Each line of the listing that contains the word "Returns" is to be copied.

* Records for processing

# # #

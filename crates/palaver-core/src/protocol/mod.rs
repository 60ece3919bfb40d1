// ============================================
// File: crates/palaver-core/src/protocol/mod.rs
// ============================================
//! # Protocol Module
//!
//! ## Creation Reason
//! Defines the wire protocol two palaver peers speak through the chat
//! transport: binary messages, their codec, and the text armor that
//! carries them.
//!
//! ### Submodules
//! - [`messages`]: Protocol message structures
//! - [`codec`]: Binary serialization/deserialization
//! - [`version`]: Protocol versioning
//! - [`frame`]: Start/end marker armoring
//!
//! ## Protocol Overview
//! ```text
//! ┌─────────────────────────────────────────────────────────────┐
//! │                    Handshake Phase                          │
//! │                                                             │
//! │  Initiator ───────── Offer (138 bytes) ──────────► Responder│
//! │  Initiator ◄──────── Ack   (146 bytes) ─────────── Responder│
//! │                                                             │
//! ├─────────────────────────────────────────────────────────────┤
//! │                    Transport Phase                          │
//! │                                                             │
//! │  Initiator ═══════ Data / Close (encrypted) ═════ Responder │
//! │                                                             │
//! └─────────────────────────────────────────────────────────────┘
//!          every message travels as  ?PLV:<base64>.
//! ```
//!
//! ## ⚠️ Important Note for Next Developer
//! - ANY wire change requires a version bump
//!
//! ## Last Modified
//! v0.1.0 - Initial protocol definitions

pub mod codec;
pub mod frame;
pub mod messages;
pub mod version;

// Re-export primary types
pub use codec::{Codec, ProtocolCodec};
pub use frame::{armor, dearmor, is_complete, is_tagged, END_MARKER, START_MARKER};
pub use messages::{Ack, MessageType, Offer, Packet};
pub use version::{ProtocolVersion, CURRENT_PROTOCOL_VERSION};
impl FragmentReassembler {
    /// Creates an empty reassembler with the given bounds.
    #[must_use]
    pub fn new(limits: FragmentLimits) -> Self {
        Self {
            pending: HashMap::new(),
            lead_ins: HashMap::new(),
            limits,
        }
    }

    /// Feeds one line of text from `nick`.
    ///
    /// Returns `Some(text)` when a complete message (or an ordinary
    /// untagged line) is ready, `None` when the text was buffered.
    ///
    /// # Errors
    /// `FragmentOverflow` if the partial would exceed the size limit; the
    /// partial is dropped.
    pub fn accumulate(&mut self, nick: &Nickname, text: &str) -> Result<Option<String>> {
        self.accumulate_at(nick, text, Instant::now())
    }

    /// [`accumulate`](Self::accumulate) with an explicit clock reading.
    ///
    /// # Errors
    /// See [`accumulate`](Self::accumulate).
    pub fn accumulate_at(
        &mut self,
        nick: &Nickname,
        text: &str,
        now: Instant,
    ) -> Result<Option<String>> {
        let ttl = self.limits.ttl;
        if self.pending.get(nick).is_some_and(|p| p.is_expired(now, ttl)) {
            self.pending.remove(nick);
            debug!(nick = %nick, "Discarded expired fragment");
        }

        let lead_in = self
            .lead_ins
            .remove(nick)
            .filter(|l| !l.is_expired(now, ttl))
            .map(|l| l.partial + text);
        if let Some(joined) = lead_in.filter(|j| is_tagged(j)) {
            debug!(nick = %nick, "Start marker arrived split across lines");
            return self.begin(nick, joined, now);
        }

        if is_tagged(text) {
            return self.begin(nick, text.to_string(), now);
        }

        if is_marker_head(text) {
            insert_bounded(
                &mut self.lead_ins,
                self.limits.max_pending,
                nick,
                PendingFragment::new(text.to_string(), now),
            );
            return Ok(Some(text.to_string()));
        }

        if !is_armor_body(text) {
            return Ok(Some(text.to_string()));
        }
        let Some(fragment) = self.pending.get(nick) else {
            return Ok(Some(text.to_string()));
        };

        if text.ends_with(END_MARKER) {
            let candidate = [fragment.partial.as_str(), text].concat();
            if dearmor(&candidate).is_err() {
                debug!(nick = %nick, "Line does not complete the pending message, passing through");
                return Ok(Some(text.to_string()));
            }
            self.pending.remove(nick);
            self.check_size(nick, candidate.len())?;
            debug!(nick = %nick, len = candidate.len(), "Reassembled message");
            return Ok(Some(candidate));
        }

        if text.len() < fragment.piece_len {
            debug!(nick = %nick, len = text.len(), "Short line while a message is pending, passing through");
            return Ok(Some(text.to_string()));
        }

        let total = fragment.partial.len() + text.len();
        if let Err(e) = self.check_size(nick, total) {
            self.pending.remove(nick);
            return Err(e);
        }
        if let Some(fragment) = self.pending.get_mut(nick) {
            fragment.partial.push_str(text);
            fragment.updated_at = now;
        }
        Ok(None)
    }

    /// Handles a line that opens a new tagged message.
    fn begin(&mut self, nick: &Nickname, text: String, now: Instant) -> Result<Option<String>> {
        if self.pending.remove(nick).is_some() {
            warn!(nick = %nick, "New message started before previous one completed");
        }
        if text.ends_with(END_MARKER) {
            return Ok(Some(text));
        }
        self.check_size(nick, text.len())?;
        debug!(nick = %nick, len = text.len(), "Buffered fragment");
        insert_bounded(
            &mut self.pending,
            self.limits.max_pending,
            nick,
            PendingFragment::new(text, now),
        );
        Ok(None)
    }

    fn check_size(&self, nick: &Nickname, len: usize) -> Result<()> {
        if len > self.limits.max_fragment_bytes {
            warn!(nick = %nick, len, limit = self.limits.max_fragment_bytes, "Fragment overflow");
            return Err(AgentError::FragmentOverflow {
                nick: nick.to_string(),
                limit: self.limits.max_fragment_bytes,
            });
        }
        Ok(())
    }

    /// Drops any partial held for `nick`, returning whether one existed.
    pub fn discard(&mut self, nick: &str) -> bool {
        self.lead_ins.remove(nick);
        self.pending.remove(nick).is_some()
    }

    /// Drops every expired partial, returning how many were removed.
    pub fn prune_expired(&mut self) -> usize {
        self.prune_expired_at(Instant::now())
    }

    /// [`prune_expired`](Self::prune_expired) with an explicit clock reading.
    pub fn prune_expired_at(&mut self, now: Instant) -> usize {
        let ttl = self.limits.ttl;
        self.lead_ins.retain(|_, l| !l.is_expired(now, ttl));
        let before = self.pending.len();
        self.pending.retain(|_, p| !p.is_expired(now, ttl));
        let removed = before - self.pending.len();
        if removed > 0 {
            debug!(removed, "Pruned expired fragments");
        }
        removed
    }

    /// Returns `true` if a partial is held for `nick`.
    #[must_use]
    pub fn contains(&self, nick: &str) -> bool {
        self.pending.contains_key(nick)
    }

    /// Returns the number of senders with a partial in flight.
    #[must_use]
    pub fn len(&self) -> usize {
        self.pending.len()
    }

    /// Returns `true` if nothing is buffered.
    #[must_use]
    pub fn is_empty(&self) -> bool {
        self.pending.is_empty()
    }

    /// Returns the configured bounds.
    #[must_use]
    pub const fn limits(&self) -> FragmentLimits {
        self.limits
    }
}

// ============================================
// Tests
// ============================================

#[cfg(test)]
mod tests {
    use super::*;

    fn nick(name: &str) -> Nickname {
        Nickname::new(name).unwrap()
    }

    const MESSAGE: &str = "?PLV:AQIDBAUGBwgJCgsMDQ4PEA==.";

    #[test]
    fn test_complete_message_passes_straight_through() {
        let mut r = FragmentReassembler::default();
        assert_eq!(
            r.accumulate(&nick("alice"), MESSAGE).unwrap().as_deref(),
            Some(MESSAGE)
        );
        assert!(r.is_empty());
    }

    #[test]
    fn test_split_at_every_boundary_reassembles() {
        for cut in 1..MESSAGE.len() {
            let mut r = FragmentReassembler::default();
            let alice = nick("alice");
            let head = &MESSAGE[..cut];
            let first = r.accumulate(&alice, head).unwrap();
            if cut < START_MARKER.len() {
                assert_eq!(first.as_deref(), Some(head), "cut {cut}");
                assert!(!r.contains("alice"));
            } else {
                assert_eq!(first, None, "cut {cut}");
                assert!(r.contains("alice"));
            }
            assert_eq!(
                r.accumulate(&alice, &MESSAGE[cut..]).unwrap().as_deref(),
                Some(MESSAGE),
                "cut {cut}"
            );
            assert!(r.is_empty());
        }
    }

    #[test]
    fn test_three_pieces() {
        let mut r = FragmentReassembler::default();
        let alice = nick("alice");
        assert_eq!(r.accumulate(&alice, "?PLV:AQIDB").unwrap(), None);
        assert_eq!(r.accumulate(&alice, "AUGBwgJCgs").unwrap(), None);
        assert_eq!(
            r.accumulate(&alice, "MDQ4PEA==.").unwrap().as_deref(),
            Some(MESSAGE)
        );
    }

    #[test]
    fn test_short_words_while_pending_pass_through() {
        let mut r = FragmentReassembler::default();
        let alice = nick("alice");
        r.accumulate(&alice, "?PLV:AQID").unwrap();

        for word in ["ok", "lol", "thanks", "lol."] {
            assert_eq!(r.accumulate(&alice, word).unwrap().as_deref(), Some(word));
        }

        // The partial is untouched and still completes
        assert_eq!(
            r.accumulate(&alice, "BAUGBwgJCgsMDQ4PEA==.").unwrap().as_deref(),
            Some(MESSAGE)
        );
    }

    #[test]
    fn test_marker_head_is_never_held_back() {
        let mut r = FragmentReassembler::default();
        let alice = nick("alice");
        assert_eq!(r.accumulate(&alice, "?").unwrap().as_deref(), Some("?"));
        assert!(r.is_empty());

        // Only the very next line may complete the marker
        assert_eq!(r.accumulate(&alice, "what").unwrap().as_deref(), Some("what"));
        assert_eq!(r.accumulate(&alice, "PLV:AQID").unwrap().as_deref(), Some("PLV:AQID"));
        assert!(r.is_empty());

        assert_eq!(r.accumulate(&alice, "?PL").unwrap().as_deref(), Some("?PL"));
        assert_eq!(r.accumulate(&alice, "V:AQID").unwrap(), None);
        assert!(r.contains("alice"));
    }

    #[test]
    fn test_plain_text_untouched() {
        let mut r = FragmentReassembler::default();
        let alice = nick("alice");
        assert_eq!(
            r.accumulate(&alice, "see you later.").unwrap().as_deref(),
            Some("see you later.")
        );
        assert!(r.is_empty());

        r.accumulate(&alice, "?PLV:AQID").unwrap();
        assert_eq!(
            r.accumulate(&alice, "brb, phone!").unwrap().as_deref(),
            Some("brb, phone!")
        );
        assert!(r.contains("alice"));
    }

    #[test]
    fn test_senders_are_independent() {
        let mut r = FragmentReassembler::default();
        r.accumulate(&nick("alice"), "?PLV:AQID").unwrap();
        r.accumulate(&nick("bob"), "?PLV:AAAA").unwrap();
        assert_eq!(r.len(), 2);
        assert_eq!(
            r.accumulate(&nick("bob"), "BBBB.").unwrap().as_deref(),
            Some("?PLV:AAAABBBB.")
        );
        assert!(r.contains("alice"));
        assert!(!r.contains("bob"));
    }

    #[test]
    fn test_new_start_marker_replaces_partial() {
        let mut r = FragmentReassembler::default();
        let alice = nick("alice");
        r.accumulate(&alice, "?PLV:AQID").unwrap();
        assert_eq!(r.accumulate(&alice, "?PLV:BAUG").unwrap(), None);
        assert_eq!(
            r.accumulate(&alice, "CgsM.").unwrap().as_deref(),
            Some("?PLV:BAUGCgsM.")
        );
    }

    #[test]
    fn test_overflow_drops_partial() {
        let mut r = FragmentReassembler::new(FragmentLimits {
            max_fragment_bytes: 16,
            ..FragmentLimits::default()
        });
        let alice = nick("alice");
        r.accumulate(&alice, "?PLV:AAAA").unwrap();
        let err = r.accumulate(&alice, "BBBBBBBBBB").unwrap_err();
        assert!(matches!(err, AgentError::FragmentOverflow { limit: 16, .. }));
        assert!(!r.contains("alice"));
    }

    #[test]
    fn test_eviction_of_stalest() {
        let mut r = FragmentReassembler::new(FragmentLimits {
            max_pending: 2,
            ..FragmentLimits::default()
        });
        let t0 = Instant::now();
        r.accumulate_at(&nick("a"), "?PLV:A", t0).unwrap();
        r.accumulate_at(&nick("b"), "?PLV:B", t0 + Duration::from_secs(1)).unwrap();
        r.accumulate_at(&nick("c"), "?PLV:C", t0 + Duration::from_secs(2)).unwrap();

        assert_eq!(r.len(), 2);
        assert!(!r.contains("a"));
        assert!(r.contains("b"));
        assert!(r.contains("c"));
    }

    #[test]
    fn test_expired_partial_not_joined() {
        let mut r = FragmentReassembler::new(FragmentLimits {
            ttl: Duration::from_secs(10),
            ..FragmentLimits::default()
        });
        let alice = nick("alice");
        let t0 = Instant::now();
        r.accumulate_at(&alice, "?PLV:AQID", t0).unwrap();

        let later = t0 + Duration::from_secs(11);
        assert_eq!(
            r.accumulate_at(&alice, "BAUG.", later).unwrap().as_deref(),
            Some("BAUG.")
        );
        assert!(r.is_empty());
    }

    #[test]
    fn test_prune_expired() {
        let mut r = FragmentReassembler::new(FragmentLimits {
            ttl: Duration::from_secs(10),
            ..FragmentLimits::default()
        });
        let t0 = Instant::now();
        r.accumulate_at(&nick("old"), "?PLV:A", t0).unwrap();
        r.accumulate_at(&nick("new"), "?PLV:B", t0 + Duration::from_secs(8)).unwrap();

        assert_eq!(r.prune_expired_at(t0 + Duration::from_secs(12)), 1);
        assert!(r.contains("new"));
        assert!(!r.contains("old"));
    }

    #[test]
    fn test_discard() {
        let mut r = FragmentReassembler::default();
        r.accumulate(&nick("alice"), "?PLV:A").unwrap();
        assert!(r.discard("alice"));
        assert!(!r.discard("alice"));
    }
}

# # #

* Expected answer
    /// Returns `Some(text)` when a complete message (or an ordinary
    /// Returns `true` if a partial is held for `nick`.
    /// Returns the number of senders with a partial in flight.
    /// Returns `true` if nothing is buffered.
    /// Returns the configured bounds.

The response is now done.